**WORK TO COMPLETE:** The answer must consist of every line below containing "other".

**INPUT DATA:**
--

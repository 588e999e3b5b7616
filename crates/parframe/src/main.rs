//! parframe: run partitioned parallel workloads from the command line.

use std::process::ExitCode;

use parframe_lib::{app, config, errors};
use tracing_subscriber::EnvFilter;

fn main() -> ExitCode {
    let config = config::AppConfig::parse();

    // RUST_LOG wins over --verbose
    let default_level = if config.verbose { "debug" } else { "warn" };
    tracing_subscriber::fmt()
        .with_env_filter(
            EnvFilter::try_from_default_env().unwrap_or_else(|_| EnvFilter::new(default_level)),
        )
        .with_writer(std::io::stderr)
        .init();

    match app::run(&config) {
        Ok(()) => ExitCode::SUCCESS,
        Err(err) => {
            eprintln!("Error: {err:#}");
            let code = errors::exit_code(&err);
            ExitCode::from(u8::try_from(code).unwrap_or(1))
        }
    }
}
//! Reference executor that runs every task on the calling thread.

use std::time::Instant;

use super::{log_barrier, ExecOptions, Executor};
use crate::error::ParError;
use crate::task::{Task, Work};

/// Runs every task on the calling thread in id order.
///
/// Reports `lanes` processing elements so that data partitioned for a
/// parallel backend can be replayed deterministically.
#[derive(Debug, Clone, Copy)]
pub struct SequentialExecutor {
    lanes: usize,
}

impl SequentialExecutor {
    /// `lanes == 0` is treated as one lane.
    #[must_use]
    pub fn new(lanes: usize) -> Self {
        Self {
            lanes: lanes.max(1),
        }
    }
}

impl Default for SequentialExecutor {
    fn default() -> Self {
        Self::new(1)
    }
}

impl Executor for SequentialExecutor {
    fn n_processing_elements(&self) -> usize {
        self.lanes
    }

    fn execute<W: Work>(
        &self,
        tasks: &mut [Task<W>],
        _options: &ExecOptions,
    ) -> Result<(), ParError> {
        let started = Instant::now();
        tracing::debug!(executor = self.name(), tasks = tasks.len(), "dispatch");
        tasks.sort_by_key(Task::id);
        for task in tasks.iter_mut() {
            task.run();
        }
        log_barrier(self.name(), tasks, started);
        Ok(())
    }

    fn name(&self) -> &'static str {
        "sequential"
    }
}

--

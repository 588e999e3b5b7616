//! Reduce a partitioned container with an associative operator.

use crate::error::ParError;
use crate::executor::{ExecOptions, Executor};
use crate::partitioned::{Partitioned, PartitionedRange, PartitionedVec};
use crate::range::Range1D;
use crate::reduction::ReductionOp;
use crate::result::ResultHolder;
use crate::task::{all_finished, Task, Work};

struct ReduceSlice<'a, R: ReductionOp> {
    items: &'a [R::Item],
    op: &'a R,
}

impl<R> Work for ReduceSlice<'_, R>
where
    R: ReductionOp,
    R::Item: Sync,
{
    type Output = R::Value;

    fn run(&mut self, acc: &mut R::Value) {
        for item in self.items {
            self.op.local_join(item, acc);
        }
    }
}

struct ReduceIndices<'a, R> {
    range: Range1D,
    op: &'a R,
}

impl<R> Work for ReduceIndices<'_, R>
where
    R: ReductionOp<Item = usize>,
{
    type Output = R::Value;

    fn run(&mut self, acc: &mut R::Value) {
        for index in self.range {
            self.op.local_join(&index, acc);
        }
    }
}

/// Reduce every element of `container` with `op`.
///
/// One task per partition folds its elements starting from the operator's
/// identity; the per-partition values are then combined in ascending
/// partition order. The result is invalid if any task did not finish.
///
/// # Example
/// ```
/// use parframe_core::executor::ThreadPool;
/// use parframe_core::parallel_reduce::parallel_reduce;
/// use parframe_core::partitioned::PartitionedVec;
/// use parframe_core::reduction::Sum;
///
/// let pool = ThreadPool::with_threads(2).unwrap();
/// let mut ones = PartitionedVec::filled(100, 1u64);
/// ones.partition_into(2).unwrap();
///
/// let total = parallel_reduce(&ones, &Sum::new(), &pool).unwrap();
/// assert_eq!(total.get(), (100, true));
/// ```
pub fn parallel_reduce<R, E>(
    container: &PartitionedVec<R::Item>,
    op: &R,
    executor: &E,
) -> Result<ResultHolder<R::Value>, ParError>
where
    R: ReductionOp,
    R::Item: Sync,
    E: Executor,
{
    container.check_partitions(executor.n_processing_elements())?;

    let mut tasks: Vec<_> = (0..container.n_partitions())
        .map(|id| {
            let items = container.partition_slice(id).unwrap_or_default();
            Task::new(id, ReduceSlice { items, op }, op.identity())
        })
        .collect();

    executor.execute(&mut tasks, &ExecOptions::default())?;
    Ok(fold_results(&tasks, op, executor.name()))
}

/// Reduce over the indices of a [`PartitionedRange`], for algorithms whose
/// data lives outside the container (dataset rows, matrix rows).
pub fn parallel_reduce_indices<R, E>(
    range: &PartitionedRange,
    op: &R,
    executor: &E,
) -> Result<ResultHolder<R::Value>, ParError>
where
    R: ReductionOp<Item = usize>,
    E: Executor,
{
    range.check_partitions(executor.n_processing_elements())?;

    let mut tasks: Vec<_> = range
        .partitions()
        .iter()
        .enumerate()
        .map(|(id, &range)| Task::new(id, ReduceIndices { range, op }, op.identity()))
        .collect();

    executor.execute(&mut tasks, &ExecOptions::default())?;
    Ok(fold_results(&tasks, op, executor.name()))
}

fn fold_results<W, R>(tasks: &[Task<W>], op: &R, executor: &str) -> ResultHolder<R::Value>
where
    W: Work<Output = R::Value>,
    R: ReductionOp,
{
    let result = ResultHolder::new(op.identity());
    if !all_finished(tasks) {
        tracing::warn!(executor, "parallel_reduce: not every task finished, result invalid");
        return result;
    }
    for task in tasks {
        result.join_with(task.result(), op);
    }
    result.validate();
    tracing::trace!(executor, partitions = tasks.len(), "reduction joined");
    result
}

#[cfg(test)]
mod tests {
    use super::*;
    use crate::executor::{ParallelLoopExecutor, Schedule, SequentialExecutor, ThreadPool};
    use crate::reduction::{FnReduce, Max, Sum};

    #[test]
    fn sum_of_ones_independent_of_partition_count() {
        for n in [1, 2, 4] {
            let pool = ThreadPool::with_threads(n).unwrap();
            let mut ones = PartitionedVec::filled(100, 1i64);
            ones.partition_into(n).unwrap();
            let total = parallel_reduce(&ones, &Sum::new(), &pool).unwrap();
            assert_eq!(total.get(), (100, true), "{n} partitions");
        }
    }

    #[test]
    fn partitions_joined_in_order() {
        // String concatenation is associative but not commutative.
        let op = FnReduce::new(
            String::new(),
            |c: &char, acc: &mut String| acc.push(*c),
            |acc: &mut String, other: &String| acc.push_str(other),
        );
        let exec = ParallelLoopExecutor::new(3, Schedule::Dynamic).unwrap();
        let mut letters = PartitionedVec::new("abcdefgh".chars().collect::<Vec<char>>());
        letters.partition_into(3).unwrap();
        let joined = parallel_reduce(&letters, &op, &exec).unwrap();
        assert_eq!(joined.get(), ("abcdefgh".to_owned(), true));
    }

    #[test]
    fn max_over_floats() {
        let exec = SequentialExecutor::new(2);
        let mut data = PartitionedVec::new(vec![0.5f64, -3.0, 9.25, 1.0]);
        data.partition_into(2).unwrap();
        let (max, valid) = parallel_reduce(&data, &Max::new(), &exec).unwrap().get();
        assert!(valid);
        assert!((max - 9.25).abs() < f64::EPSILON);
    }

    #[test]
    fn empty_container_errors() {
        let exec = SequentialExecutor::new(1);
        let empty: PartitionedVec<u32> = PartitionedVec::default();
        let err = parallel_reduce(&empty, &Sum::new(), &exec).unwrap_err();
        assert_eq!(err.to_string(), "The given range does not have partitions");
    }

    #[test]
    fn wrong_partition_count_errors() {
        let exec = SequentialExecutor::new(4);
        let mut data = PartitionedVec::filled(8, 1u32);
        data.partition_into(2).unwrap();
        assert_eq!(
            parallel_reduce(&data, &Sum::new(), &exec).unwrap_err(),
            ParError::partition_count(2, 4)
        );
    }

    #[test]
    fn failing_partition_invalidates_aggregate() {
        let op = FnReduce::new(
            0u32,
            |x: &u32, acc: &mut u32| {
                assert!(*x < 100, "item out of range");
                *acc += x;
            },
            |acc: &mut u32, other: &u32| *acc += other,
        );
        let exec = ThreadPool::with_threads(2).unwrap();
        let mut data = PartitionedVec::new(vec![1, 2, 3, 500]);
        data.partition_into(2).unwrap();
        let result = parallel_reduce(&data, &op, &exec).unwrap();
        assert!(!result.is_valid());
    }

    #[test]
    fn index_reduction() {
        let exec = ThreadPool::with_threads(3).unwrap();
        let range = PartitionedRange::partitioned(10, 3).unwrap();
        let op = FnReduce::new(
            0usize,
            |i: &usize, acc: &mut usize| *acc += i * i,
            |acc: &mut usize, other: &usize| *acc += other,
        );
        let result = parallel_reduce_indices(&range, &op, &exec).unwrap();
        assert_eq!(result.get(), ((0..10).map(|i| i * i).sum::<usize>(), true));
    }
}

--

**RESPONSE TO THIS EXERCISE:**
            |acc: &mut String, other: &String| acc.push_str(other),
            |acc: &mut u32, other: &u32| *acc += other,
            |acc: &mut usize, other: &usize| *acc += other,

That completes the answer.